Here's what I've tried:
Made a new Console App (.NET Framework) in Visual Studio 2017.
Added the following code:
static void Main(string[] args)
{
new Dictionary<int, int>().TryGetValue(3, out int x); //I want to step into TryGetValue() (this is just an example)
}
Configured the settings listed here:
https://blogs.msdn.microsoft.com/sburke/2008/01/16/configuring-visual-studio-to-debug-net-framework-source-code/
Confirmed symbols are loaded in the Modules window:
mscorlib.dll Symbols loaded. 4.6.1586.0 built by: NETFXREL2
Tried: "Step Into (F11)"
Tried: "Step into Specific" | "System.Collections.Generic.Dictionary.TryGetValue"
Both just step over the line.
I've tried configuring VS using the details here: http://www.symbolsource.org/Public/Home/VisualStudio
Same result, the debugger steps over the line.
I've looked at the answer here: https://stackoverflow.com/a/12432029/297451
But this version doesn't seem to be a security update, and a search for "site:support.microsoft.com/kb 4.6.1586.0" yields nothing.
What am I doing wrong?
Here is the answer, thanks to Hans Passant. Note that this solution raises additional questions.
Ensure https://referencesource.microsoft.com/ contains the exact version you're debugging.
- How? Reference source specifies ".NET Framework 4.6.2" but a module version is something like: "4.6.1586.0"
- You may need to uninstall security updates as explained here: How do you enable "Enable .NET Framework source stepping"?
Configure Visual Studio as specified here:
https://referencesource.microsoft.com/setup.html
- Untick "Enable Just My Code"
- Tick "Enable .NET Framework source stepping" (this should have been the only step needed)
- Tick "Enable source server support"
- Untick "Require source files to exactly match the original version"

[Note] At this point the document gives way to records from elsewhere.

// Copyright (c) 2025 Steve Wagner (ciroque@live.com)
// SPDX-License-Identifier: MIT

use std::fmt::{self, Display, Formatter};
use std::io::{self, Write};
use std::time::Duration;

use crate::engine::record::ProcessedRecord;
use crate::errors::{ProcessingError, StoreError};
use crate::traits::MemoryStats;

/// Aggregate figures for one pipeline run. Not persisted.
#[derive(Debug, Clone, PartialEq)]
pub struct PerformanceReport {
    /// Dataset size, regardless of how many entries succeeded.
    pub total_documents: usize,
    pub succeeded: usize,
    pub failed: usize,
    pub duration: Duration,
    pub cpu_percent: f32,
    pub memory: MemoryStats,
}

impl Display for PerformanceReport {
    fn fmt(&self, f: &mut Formatter<'_>) -> fmt::Result {
        writeln!(f, "Performance Report:")?;
        writeln!(f, "Total documents processed: {}", self.total_documents)?;
        writeln!(f, "Succeeded: {}", self.succeeded)?;
        writeln!(f, "Failed: {}", self.failed)?;
        writeln!(f, "Processing duration: {:.2} seconds", self.duration.as_secs_f64())?;
        writeln!(f, "CPU usage: {:.1}%", self.cpu_percent)?;
        writeln!(f, "Memory usage: {:.1}%", self.memory.percent_used())?;
        writeln!(f, "Available memory: {:.2} MB", self.memory.available_mb())?;
        writeln!(f, "Used memory: {:.2} MB", self.memory.used_mb())?;
        writeln!(f, "Total memory: {:.2} MB", self.memory.total_mb())
    }
}

/// What happened to one dispatched dataset entry.
#[derive(Debug)]
pub struct DocumentOutcome {
    pub pdf_key: String,
    pub url: String,
    pub result: Result<(), ProcessingError>,
}

impl DocumentOutcome {
    pub fn is_success(&self) -> bool {
        self.result.is_ok()
    }

    pub fn error(&self) -> Option<&ProcessingError> {
        self.result.as_ref().err()
    }
}

/// Everything a finished run produced.
#[derive(Debug)]
pub struct PipelineRun {
    pub report: PerformanceReport,
    /// One entry per dataset entry, in dataset order.
    pub outcomes: Vec<DocumentOutcome>,
    /// Full read-back of the store after the run, or why it failed.
    pub records: Result<Vec<ProcessedRecord>, StoreError>,
}

impl PipelineRun {
    pub fn failures(&self) -> impl Iterator<Item = &DocumentOutcome> {
        self.outcomes.iter().filter(|o| !o.is_success())
    }

    /// Write the performance report followed by the stored-record listing.
    ///
    /// The report is always written. The listing is skipped when the store
    /// could not be read back; callers surface that error from
    /// [`PipelineRun::records`].
    pub fn write_report<W: Write>(&self, out: &mut W) -> io::Result<()> {
        writeln!(out)?;
        write!(out, "{}", self.report)?;
        writeln!(out)?;
        let Ok(records) = &self.records else {
            return out.flush();
        };
        for record in records {
            writeln!(
                out,
                "PDF Key: {}, Summary: {}, Keywords: {:?}",
                record.pdf_key, record.summary, record.keywords
            )?;
        }
        out.flush()
    }
}

#[cfg(test)]
mod tests {
    use super::*;

    fn report() -> PerformanceReport {
        PerformanceReport {
            total_documents: 2,
            succeeded: 1,
            failed: 1,
            duration: Duration::from_millis(1234),
            cpu_percent: 12.5,
            memory: MemoryStats {
                used_bytes: 3 * 1024 * 1024 * 1024,
                available_bytes: 4 * 1024 * 1024 * 1024,
                total_bytes: 8 * 1024 * 1024 * 1024,
            },
        }
    }

    #[test]
    fn test_report_format() {
        let text = report().to_string();
        assert_eq!(
            text,
            "Performance Report:\n\
             Total documents processed: 2\n\
             Succeeded: 1\n\
             Failed: 1\n\
             Processing duration: 1.23 seconds\n\
             CPU usage: 12.5%\n\
             Memory usage: 50.0%\n\
             Available memory: 4096.00 MB\n\
             Used memory: 3072.00 MB\n\
             Total memory: 8192.00 MB\n"
        );
    }

    #[test]
    fn test_listing_follows_report() {
        let run = PipelineRun {
            report: report(),
            outcomes: vec![],
            records: Ok(vec![ProcessedRecord {
                pdf_key: "doc1".to_string(),
                url: "https://example.com/doc1.pdf".to_string(),
                summary: "First sentence.".to_string(),
                keywords: vec!["first".to_string(), "sentence".to_string()],
                text_excerpt: "First sentence.".to_string(),
            }]),
        };

        let mut out = Vec::new();
        run.write_report(&mut out).unwrap();
        let text = String::from_utf8(out).unwrap();

        assert!(text.starts_with("\nPerformance Report:\n"));
        assert!(text.ends_with(
            "\nPDF Key: doc1, Summary: First sentence., Keywords: [\"first\", \"sentence\"]\n"
        ));
    }

    #[test]
    fn test_report_written_without_listing_when_read_back_failed() {
        let run = PipelineRun {
            report: report(),
            outcomes: vec![],
            records: Err(StoreError::Io(io::Error::new(
                io::ErrorKind::Other,
                "read-back broke",
            ))),
        };

        let mut out = Vec::new();
        run.write_report(&mut out).unwrap();
        let text = String::from_utf8(out).unwrap();

        assert_eq!(text, format!("\n{}\n", report()));
        assert!(!text.contains("PDF Key:"));
    }
}
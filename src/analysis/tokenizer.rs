// Copyright (c) 2025 Steve Wagner (ciroque@live.com)
// SPDX-License-Identifier: MIT

/// Normalize raw text into word tokens.
///
/// The text is lower-cased, every ASCII punctuation character is removed,
/// and the remainder is split on runs of whitespace. Empty tokens never
/// appear in the output.
///
/// # Example
/// ```
/// use pdf_digest::analysis::tokenize;
///
/// assert_eq!(tokenize("Hello, World!"), vec!["hello", "world"]);
/// ```
pub fn tokenize(text: &str) -> Vec<String> {
    let normalized: String = text
        .to_lowercase()
        .chars()
        .filter(|c| !c.is_ascii_punctuation())
        .collect();

    normalized
        .split_whitespace()
        .map(str::to_string)
        .collect()
}
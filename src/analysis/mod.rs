// Copyright (c) 2025 Steve Wagner (ciroque@live.com)
// SPDX-License-Identifier: MIT

//! Text analysis used to derive metadata for a single document.
//!
//! Everything here is pure and synchronous: the document processor calls
//! these between its fetch and persistence suspension points.
//!
//! * `tokenizer` - lower-cased, punctuation-free word tokens
//! * `keywords` - frequency ranking with optional vocabulary bias
//! * `length` - short/medium/long bucketing by token count
//! * `summary` - leading-sentence excerpt sized by length bucket

pub mod keywords;
pub mod length;
pub mod summary;
pub mod tokenizer;

pub use keywords::extract_keywords;
pub use length::{classify, LengthCategory};
pub use summary::summarize;
pub use tokenizer::tokenize;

Confirm symbols are loaded in the Modules window, with source indexing included.
- How can you tell if source indexing is included? The modules window doesn't specify if a PDB has stripped source information.
Microsoft could make this process a lot more robust by giving helpful error messages instead of silently failing.
Use the Symbol Server feature in Jetbrains dotPeek. Worked like a charm for me after struggling to get the standard functionality to work.